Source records
= = =

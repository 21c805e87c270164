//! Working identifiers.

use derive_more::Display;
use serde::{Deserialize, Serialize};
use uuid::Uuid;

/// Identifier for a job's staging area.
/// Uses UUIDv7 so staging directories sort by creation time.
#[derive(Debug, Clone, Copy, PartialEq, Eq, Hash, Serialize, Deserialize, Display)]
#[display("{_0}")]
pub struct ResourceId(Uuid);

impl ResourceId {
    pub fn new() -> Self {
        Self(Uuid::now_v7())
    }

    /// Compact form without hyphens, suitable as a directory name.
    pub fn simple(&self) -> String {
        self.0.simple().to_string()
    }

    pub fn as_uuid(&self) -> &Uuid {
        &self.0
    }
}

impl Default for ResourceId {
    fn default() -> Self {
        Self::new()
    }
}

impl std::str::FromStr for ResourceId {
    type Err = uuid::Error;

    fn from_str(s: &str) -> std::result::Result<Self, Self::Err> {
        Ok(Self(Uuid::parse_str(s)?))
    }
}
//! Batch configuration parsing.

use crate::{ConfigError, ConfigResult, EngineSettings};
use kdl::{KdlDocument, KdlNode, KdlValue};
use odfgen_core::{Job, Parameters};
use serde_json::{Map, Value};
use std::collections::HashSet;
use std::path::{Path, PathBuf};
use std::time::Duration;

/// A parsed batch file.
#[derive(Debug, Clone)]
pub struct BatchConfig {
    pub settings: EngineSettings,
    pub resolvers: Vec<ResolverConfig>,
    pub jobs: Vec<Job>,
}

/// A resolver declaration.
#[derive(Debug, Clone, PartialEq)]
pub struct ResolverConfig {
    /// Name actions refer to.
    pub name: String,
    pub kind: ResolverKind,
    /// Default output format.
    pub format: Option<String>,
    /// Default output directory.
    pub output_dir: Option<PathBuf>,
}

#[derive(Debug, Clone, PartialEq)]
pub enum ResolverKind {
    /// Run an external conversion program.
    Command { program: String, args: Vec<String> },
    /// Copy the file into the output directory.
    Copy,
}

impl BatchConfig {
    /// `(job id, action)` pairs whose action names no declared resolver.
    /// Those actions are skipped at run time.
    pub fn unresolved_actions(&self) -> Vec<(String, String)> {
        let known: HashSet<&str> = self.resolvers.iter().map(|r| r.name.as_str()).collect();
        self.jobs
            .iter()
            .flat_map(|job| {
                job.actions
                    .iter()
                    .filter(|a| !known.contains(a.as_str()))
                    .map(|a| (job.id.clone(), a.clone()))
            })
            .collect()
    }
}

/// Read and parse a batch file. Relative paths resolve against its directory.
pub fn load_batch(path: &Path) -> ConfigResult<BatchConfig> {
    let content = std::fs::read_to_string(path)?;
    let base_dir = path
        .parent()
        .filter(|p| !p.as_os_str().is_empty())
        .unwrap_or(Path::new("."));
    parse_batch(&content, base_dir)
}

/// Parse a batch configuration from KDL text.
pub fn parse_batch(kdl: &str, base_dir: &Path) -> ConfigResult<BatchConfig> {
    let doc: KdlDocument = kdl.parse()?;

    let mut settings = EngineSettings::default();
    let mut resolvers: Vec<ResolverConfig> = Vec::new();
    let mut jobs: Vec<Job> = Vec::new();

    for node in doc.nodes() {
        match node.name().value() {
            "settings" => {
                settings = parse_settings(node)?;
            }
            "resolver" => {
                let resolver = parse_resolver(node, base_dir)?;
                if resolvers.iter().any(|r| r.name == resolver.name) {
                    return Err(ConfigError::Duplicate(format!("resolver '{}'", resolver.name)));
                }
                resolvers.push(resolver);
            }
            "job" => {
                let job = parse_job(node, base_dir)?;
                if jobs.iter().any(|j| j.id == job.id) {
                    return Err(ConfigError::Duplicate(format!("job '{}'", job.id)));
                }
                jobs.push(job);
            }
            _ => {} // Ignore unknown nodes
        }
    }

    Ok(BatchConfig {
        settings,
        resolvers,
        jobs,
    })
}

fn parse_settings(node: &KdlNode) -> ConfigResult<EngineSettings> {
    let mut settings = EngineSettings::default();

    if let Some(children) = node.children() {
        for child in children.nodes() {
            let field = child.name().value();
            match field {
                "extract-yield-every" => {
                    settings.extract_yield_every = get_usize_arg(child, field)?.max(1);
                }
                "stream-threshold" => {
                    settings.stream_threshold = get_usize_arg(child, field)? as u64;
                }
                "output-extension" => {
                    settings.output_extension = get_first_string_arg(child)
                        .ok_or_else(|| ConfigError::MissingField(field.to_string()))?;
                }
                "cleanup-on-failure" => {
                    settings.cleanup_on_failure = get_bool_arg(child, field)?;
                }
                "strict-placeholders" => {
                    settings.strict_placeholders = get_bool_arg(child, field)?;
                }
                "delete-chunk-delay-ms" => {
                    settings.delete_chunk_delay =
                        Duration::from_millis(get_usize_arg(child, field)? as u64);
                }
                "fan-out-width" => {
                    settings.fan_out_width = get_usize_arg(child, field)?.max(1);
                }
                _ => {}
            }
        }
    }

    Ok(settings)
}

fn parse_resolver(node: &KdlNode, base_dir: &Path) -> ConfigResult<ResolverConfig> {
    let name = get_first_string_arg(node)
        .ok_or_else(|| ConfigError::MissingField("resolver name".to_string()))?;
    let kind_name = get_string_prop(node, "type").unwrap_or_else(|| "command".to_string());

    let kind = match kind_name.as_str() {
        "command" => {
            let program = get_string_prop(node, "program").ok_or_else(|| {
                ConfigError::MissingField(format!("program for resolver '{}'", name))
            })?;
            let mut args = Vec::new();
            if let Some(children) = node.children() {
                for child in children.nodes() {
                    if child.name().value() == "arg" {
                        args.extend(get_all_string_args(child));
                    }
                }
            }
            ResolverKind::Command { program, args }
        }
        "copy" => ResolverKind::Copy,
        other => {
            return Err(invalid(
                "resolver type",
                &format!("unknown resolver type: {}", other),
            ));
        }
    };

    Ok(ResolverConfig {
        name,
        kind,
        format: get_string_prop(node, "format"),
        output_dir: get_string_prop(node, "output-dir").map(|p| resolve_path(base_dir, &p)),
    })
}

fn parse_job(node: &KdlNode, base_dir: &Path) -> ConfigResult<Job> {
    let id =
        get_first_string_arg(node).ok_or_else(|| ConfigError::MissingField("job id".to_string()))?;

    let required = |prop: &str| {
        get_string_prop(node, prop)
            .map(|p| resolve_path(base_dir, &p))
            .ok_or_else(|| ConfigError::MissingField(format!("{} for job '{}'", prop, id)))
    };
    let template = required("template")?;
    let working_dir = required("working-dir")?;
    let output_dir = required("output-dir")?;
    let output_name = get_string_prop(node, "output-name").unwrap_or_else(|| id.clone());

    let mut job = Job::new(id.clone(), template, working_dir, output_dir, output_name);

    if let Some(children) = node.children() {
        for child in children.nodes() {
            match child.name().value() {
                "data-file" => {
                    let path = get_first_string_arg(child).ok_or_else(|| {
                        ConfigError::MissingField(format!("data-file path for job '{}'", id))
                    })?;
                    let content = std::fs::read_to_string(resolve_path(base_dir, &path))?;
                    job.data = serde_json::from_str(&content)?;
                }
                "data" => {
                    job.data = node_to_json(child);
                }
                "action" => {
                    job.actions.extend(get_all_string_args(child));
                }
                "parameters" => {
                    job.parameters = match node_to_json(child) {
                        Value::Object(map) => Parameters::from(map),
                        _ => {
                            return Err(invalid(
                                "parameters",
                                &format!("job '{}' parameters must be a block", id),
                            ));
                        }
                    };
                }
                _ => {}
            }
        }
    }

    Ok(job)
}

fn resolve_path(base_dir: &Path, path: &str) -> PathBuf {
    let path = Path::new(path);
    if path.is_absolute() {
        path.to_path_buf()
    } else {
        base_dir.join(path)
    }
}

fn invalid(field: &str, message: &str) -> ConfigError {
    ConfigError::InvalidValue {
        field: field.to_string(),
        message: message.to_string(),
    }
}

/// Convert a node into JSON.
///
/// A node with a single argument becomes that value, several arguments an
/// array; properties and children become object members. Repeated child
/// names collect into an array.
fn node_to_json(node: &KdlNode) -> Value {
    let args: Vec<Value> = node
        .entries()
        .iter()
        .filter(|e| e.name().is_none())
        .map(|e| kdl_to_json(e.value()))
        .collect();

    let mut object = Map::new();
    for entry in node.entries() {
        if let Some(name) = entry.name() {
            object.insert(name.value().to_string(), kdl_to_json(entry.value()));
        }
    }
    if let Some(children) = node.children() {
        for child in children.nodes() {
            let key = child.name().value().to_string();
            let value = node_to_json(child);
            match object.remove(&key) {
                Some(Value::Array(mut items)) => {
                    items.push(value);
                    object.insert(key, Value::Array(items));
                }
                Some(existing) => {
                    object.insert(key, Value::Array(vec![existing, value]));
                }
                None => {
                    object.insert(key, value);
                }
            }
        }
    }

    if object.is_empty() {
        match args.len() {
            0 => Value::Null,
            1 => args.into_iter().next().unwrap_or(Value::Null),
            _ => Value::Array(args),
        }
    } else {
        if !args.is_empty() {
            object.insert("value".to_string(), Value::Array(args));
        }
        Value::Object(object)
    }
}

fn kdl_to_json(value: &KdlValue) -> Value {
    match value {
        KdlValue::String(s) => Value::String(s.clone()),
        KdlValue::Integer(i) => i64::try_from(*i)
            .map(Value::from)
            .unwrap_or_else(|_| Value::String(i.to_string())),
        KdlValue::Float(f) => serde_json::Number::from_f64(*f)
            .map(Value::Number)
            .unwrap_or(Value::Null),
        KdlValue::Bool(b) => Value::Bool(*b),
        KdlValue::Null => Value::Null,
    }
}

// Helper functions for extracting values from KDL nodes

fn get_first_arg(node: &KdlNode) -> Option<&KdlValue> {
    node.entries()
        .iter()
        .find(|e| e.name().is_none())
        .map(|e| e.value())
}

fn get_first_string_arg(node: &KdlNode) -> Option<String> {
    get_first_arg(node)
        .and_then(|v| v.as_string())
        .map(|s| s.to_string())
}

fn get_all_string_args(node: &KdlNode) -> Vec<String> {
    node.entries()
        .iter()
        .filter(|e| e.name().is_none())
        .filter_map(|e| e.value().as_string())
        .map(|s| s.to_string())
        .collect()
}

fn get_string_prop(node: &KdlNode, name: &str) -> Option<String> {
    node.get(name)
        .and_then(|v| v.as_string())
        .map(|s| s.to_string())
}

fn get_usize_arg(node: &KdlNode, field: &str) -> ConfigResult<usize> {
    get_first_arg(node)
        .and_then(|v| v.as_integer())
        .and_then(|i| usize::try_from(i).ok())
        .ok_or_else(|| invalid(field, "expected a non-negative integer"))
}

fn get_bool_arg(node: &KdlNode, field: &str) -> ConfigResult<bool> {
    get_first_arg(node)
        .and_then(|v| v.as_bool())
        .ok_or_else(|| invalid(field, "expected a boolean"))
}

= = =

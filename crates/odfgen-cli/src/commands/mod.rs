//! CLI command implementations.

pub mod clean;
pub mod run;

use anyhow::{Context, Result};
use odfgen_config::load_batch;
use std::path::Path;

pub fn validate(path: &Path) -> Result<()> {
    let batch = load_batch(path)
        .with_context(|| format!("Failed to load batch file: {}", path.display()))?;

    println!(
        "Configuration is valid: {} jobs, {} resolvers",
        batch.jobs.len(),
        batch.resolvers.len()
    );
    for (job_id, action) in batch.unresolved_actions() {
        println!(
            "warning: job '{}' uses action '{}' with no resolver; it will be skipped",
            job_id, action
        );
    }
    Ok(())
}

= = =

- Task statement
Above are records; repeat only the lines starting at the line with "repository 21c805e87c270164" and ending at the line with "pub fn new()", exactly as they appear, both included.

- Response below
repository 21c805e87c270164
//! Working identifiers.

use derive_more::Display;
use serde::{Deserialize, Serialize};
use uuid::Uuid;

/// Identifier for a job's staging area.
/// Uses UUIDv7 so staging directories sort by creation time.
#[derive(Debug, Clone, Copy, PartialEq, Eq, Hash, Serialize, Deserialize, Display)]
#[display("{_0}")]
pub struct ResourceId(Uuid);

impl ResourceId {
    pub fn new() -> Self {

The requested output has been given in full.